Robyn C. Spencer is a historian that focuses on Black social protest after World War II, urban and working-class radicalism, and gender. She teaches survey and seminar courses on Black history at Lehman College, City University of New York. Her book The Revolution Has Come: Black Power, Gender, and the Black Panther Party in Oakland, on gender and the organizational evolution of the Black Panther Party in Oakland is forthcoming from Duke University Press in November 2016. Her writings on the Black Panther Party have appeared in the Journal of Women’s History, Souls, Radical Teacher and several collections of essays on the 1960s. In 2016 she received a Mellon fellowship at Yale University to work on her second book project: To Build the World Anew: Black Liberation Politics and the Movement Against the Vietnam War. This project examines how working class African Americans’ anti-imperialist consciousness in the 1950s – 1970s shaped their engagement with the movement against the Vietnam War. Follow her on Twitter @racewomanist.
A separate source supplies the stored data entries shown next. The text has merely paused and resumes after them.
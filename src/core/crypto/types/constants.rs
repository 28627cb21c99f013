/*!
Constants for cryptographic operations.

Fixed byte lengths of every key, ciphertext, shared secret and signature
the providers produce. Providers check inputs against these before parsing.
*/

/// ML-KEM-768 constants
pub mod mlkem768 {
    /// Size of ML-KEM-768 encapsulation key in bytes
    pub const PUBLIC_KEY_BYTES: usize = 1184;

    /// Size of ML-KEM-768 decapsulation key in bytes
    pub const SECRET_KEY_BYTES: usize = 2400;

    /// Size of ML-KEM-768 ciphertext in bytes
    pub const CIPHERTEXT_BYTES: usize = 1088;

    /// Size of ML-KEM shared secret in bytes
    pub const SHARED_SECRET_BYTES: usize = 32;
}

/// ML-DSA-65 constants
pub mod mldsa65 {
    /// Size of ML-DSA-65 public key in bytes
    pub const PUBLIC_KEY_BYTES: usize = 1952;

    /// Size of ML-DSA-65 secret key in bytes
    pub const SECRET_KEY_BYTES: usize = 4032;

    /// Size of ML-DSA-65 signature in bytes
    pub const SIGNATURE_BYTES: usize = 3309;
}

/// NIST P-256 constants shared by ECDH and ECDSA
pub mod p256 {
    /// Big-endian scalar
    pub const SECRET_KEY_BYTES: usize = 32;

    /// SEC1 compressed point
    pub const PUBLIC_KEY_BYTES: usize = 33;

    /// ECDH x-coordinate
    pub const SHARED_SECRET_BYTES: usize = 32;

    /// Width of each of `r` and `s`
    pub const SCALAR_BYTES: usize = 32;

    /// `r || s`
    pub const SIGNATURE_BYTES: usize = 2 * SCALAR_BYTES;
}
/*!
Key material produced and consumed by providers.

Secret bytes (private keys, shared secrets) are wiped when the owning value
is dropped.
*/

use std::fmt;

use sha2::{Digest, Sha256};
use zeroize::Zeroize;

use super::algorithms::Algorithm;

/// A freshly generated key pair. The caller owns it outright.
#[derive(Clone)]
pub struct KeyPair {
    pub public_key: Vec<u8>,
    pub private_key: Vec<u8>,
    pub algorithm: Algorithm,
}

impl KeyPair {
    pub fn new(algorithm: Algorithm, public_key: Vec<u8>, private_key: Vec<u8>) -> Self {
        Self {
            public_key,
            private_key,
            algorithm,
        }
    }

    /// Hex SHA-256 of the public key
    pub fn fingerprint(&self) -> String {
        hex::encode(Sha256::digest(&self.public_key))
    }
}

impl Drop for KeyPair {
    fn drop(&mut self) {
        self.private_key.zeroize();
    }
}

impl fmt::Debug for KeyPair {
    fn fmt(&self, f: &mut fmt::Formatter<'_>) -> fmt::Result {
        f.debug_struct("KeyPair")
            .field("algorithm", &self.algorithm)
            .field("public_key_len", &self.public_key.len())
            .field("private_key", &"<redacted>")
            .finish()
    }
}

/// Output of a single encapsulation
#[derive(Clone)]
pub struct Encapsulation {
    pub ciphertext: Vec<u8>,
    pub shared_secret: Vec<u8>,
}

impl Drop for Encapsulation {
    fn drop(&mut self) {
        self.shared_secret.zeroize();
    }
}

impl fmt::Debug for Encapsulation {
    fn fmt(&self, f: &mut fmt::Formatter<'_>) -> fmt::Result {
        f.debug_struct("Encapsulation")
            .field("ciphertext_len", &self.ciphertext.len())
            .field("shared_secret", &"<redacted>")
            .finish()
    }
}

/// Fixed encoding sizes declared by a provider
#[derive(Debug, Clone, Copy, PartialEq, Eq)]
pub struct AlgorithmSizes {
    pub public_key: usize,
    pub private_key: usize,
    /// Ciphertext length for KEMs, signature length for signature schemes
    pub ciphertext_or_signature: usize,
    /// Only KEMs produce a shared secret
    pub shared_secret: Option<usize>,
}
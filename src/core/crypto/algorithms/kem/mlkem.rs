/*!
ML-KEM-768 key encapsulation.

Keys and ciphertexts use the scheme's own byte encoding; every input is
length-checked before it is handed to the decoder.
*/

use pqcrypto_mlkem::mlkem768;
use pqcrypto_traits::kem::{Ciphertext as _, PublicKey as _, SecretKey as _, SharedSecret as _};

use crate::core::crypto::traits::{KemProvider, NamedProvider};
use crate::core::crypto::types::constants::mlkem768 as sizes;
use crate::core::crypto::types::{Algorithm, AlgorithmSizes, Encapsulation, KeyPair};
use crate::core::error::{Error, InputField, Result};

/// ML-KEM-768 provider
#[derive(Debug, Default, Clone, Copy)]
pub struct MlKem768Provider;

impl MlKem768Provider {
    pub fn new() -> Self {
        Self
    }

    fn parse_public_key(public_key: &[u8]) -> Result<mlkem768::PublicKey> {
        if public_key.len() != sizes::PUBLIC_KEY_BYTES {
            return Err(Error::wrong_length(
                Algorithm::MlKem768,
                InputField::PublicKey,
                sizes::PUBLIC_KEY_BYTES,
                public_key.len(),
            ));
        }
        mlkem768::PublicKey::from_bytes(public_key)
            .map_err(|e| Error::malformed(Algorithm::MlKem768, InputField::PublicKey, e))
    }

    fn parse_secret_key(private_key: &[u8]) -> Result<mlkem768::SecretKey> {
        if private_key.len() != sizes::SECRET_KEY_BYTES {
            return Err(Error::wrong_length(
                Algorithm::MlKem768,
                InputField::PrivateKey,
                sizes::SECRET_KEY_BYTES,
                private_key.len(),
            ));
        }
        mlkem768::SecretKey::from_bytes(private_key)
            .map_err(|e| Error::malformed(Algorithm::MlKem768, InputField::PrivateKey, e))
    }

    fn parse_ciphertext(ciphertext: &[u8]) -> Result<mlkem768::Ciphertext> {
        if ciphertext.len() != sizes::CIPHERTEXT_BYTES {
            return Err(Error::wrong_length(
                Algorithm::MlKem768,
                InputField::Ciphertext,
                sizes::CIPHERTEXT_BYTES,
                ciphertext.len(),
            ));
        }
        mlkem768::Ciphertext::from_bytes(ciphertext)
            .map_err(|e| Error::malformed(Algorithm::MlKem768, InputField::Ciphertext, e))
    }
}

impl NamedProvider for MlKem768Provider {
    fn algorithm(&self) -> Algorithm {
        Algorithm::MlKem768
    }

    fn sizes(&self) -> AlgorithmSizes {
        AlgorithmSizes {
            public_key: sizes::PUBLIC_KEY_BYTES,
            private_key: sizes::SECRET_KEY_BYTES,
            ciphertext_or_signature: sizes::CIPHERTEXT_BYTES,
            shared_secret: Some(sizes::SHARED_SECRET_BYTES),
        }
    }
}

impl KemProvider for MlKem768Provider {
    fn keygen(&self) -> Result<KeyPair> {
        let (pk, sk) = mlkem768::keypair();
        Ok(KeyPair::new(
            Algorithm::MlKem768,
            pk.as_bytes().to_vec(),
            sk.as_bytes().to_vec(),
        ))
    }

    fn encapsulate(&self, public_key: &[u8]) -> Result<Encapsulation> {
        let pk = Self::parse_public_key(public_key)?;
        let (ss, ct) = mlkem768::encapsulate(&pk);
        Ok(Encapsulation {
            ciphertext: ct.as_bytes().to_vec(),
            shared_secret: ss.as_bytes().to_vec(),
        })
    }

    fn decapsulate(&self, private_key: &[u8], ciphertext: &[u8]) -> Result<Vec<u8>> {
        let sk = Self::parse_secret_key(private_key)?;
        let ct = Self::parse_ciphertext(ciphertext)?;
        let ss = mlkem768::decapsulate(&ct, &sk);
        Ok(ss.as_bytes().to_vec())
    }
}
/*!
Key encapsulation implementations.

This module provides the post-quantum and classical KEM providers.
*/

mod ecdh;
mod mlkem;

pub use ecdh::EcdhP256Provider;
pub use mlkem::MlKem768Provider;

use crate::core::crypto::traits::KemProvider;
use crate::core::crypto::types::{Algorithm, Capability};
use crate::core::error::{Error, Result};

/// Create a KEM provider for the specified algorithm
pub fn create_kem_provider(algorithm: Algorithm) -> Result<Box<dyn KemProvider>> {
    match algorithm {
        Algorithm::MlKem768 => Ok(Box::new(MlKem768Provider::new())),
        Algorithm::Ecdh => Ok(Box::new(EcdhP256Provider::new())),
        Algorithm::MlDsa65 | Algorithm::Ecdsa => Err(Error::ProviderNotFound {
            capability: Capability::Kem,
            algorithm,
        }),
    }
}
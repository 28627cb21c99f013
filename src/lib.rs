/*!
# pqcd

Side-by-side benchmarking of post-quantum and classical public-key
primitives behind a uniform provider interface.

## Overview

- ML-KEM-768 and ECDH P-256 as key encapsulation mechanisms
- ML-DSA-65 and ECDSA P-256 as signature schemes
- An immutable registry resolving algorithm tags to providers
- A thread-safe metrics collector keeping running latency and size statistics
- Thin request handlers that time each provider call and record the outcome

## Example

```no_run
use pqcd::{Algorithm, CryptoHandler, Operation};

let handler = CryptoHandler::with_defaults();
let keys = handler.keygen("ml-kem-768").unwrap();
assert_eq!(keys.algorithm, Algorithm::MlKem768);

let stat = handler.metrics().stat(Algorithm::MlKem768, Operation::KeyGen).unwrap();
println!("keygen took {} us", stat.avg_latency_micros);
```
*/

// Providers, registry, metrics, errors
pub mod core;

// Request handlers and wire types
pub mod api;

// Benchmark configuration
pub mod config;

// Re-export commonly used types for convenience
pub use core::constants::VERSION;
pub use core::crypto::{
    Algorithm, AlgorithmSizes, Capability, Encapsulation, KemProvider, KeyPair, NamedProvider,
    ProviderRegistry, SignatureProvider, create_kem_provider, create_signature_provider,
};
pub use core::crypto::algorithms::{
    EcdhP256Provider, EcdsaP256Provider, MlDsa65Provider, MlKem768Provider,
};
pub use core::error::{Error, InputField, Result};
pub use core::metrics::{MetricsCollector, Operation, OperationStat};

pub use api::CryptoHandler;
#[cfg(feature = "async")]
pub use api::AsyncCryptoHandler;

pub use config::BenchConfig;
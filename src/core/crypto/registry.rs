/*!
Registry of cryptographic providers.

The registry maps an algorithm to the single provider instance that serves
it, with KEM-shaped and signature-shaped providers kept in separate tables.
It is populated once at startup and then shared read-only (typically as
`Arc<ProviderRegistry>`), so lookups need no synchronization.
*/

use std::collections::HashMap;
use std::sync::Arc;

use crate::core::crypto::algorithms::{
    EcdhP256Provider, EcdsaP256Provider, MlDsa65Provider, MlKem768Provider,
};
use crate::core::crypto::traits::{KemProvider, SignatureProvider};
use crate::core::crypto::types::{Algorithm, Capability};
use crate::core::error::{Error, Result};

/// Lookup table from algorithm to provider
#[derive(Default)]
pub struct ProviderRegistry {
    /// Available KEM providers
    kem_providers: HashMap<Algorithm, Arc<dyn KemProvider>>,

    /// Available signature providers
    signature_providers: HashMap<Algorithm, Arc<dyn SignatureProvider>>,
}

impl ProviderRegistry {
    /// Create an empty registry
    pub fn new() -> Self {
        Self::default()
    }

    /// Create a registry holding one instance of every built-in provider
    pub fn with_defaults() -> Self {
        let mut registry = Self::new();

        registry.kem_providers.insert(Algorithm::MlKem768, Arc::new(MlKem768Provider::new()));
        registry.kem_providers.insert(Algorithm::Ecdh, Arc::new(EcdhP256Provider::new()));

        registry.signature_providers.insert(Algorithm::MlDsa65, Arc::new(MlDsa65Provider::new()));
        registry.signature_providers.insert(Algorithm::Ecdsa, Arc::new(EcdsaP256Provider::new()));

        log::debug!(
            "provider registry initialised: kem={:?} signature={:?}",
            registry.kem_algorithms(),
            registry.signature_algorithms()
        );
        registry
    }

    /// Register a KEM provider, replacing any previous one for the same algorithm.
    ///
    /// Fails if the provider claims a signature-shaped algorithm.
    pub fn register_kem(&mut self, provider: Arc<dyn KemProvider>) -> Result<()> {
        let algorithm = provider.algorithm();
        if algorithm.capability() != Capability::Kem {
            return Err(Error::ProviderNotFound {
                capability: Capability::Kem,
                algorithm,
            });
        }
        self.kem_providers.insert(algorithm, provider);
        Ok(())
    }

    /// Register a signature provider, replacing any previous one for the same algorithm.
    ///
    /// Fails if the provider claims a KEM-shaped algorithm.
    pub fn register_signature(&mut self, provider: Arc<dyn SignatureProvider>) -> Result<()> {
        let algorithm = provider.algorithm();
        if algorithm.capability() != Capability::Signature {
            return Err(Error::ProviderNotFound {
                capability: Capability::Signature,
                algorithm,
            });
        }
        self.signature_providers.insert(algorithm, provider);
        Ok(())
    }

    /// Look up the KEM provider for an algorithm
    pub fn kem_provider(&self, algorithm: Algorithm) -> Result<Arc<dyn KemProvider>> {
        self.kem_providers
            .get(&algorithm)
            .cloned()
            .ok_or(Error::ProviderNotFound {
                capability: Capability::Kem,
                algorithm,
            })
    }

    /// Look up the signature provider for an algorithm
    pub fn signature_provider(&self, algorithm: Algorithm) -> Result<Arc<dyn SignatureProvider>> {
        self.signature_providers
            .get(&algorithm)
            .cloned()
            .ok_or(Error::ProviderNotFound {
                capability: Capability::Signature,
                algorithm,
            })
    }

    /// Registered KEM algorithms, sorted
    pub fn kem_algorithms(&self) -> Vec<Algorithm> {
        let mut algorithms: Vec<_> = self.kem_providers.keys().copied().collect();
        algorithms.sort();
        algorithms
    }

    /// Registered signature algorithms, sorted
    pub fn signature_algorithms(&self) -> Vec<Algorithm> {
        let mut algorithms: Vec<_> = self.signature_providers.keys().copied().collect();
        algorithms.sort();
        algorithms
    }
}

#[cfg(test)]
mod tests {
    use super::*;

    #[test]
    fn test_registry_defaults() {
        let registry = ProviderRegistry::with_defaults();

        assert_eq!(registry.kem_algorithms(), vec![Algorithm::MlKem768, Algorithm::Ecdh]);
        assert_eq!(registry.signature_algorithms(), vec![Algorithm::MlDsa65, Algorithm::Ecdsa]);

        for alg in Algorithm::kems() {
            assert_eq!(registry.kem_provider(alg).unwrap().algorithm(), alg);
        }
        for alg in Algorithm::signatures() {
            assert_eq!(registry.signature_provider(alg).unwrap().algorithm(), alg);
        }
    }

    #[test]
    fn test_capabilities_do_not_cross() {
        let registry = ProviderRegistry::with_defaults();

        for alg in Algorithm::signatures() {
            assert!(matches!(
                registry.kem_provider(alg),
                Err(Error::ProviderNotFound { capability: Capability::Kem, .. })
            ));
        }
        for alg in Algorithm::kems() {
            assert!(matches!(
                registry.signature_provider(alg),
                Err(Error::ProviderNotFound { capability: Capability::Signature, .. })
            ));
        }
    }

    #[test]
    fn test_empty_registry() {
        let registry = ProviderRegistry::new();
        assert!(registry.kem_provider(Algorithm::Ecdh).is_err());
        assert!(registry.kem_algorithms().is_empty());
    }

    #[test]
    fn test_register_replaces() {
        let mut registry = ProviderRegistry::new();
        registry.register_kem(Arc::new(EcdhP256Provider::new())).unwrap();
        registry.register_kem(Arc::new(EcdhP256Provider::new())).unwrap();
        assert_eq!(registry.kem_algorithms(), vec![Algorithm::Ecdh]);
        assert!(registry.signature_algorithms().is_empty());
    }
}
“Black radicalism, consequently, cannot be understood within the particular context of its genesis. It is not a variant of Western radicalism whose proponents happen to be Black. Rather, it is a specifically African response to an oppression emergent from the immediate determinants of European development in the modern era and framed by orders of human exploitation woven into the interstices of European social life from the inception of Western Civilization.” ~Cedric Robinson, Black Marxism
Being tasked to re-read and re-consider Cedric Robinson’s Black Marxism: The Making of the Black Radical Tradition in the week that Donald Trump has ascended to the presidency of the United States feels like being given a tank of oxygen. Robinson’s tome provides a sweeping overview of Western Marxism and traces the evolution of Black resistance to racial capitalism. As Joshua Guild points out, the breadth, scope, and range of Robinson’s analysis almost ensures that his readers’ comfort zones are fleeting. It is a demanding text. But in the urgency of this particular political moment the footholds and guide posts come more handily. While it is never wise to read a scholarly work backwards, the forward-looking nature of Robinson’s work provides many moments where the distance between the “then” and the “now,” the “what was” and “what could be” come into sharp focus.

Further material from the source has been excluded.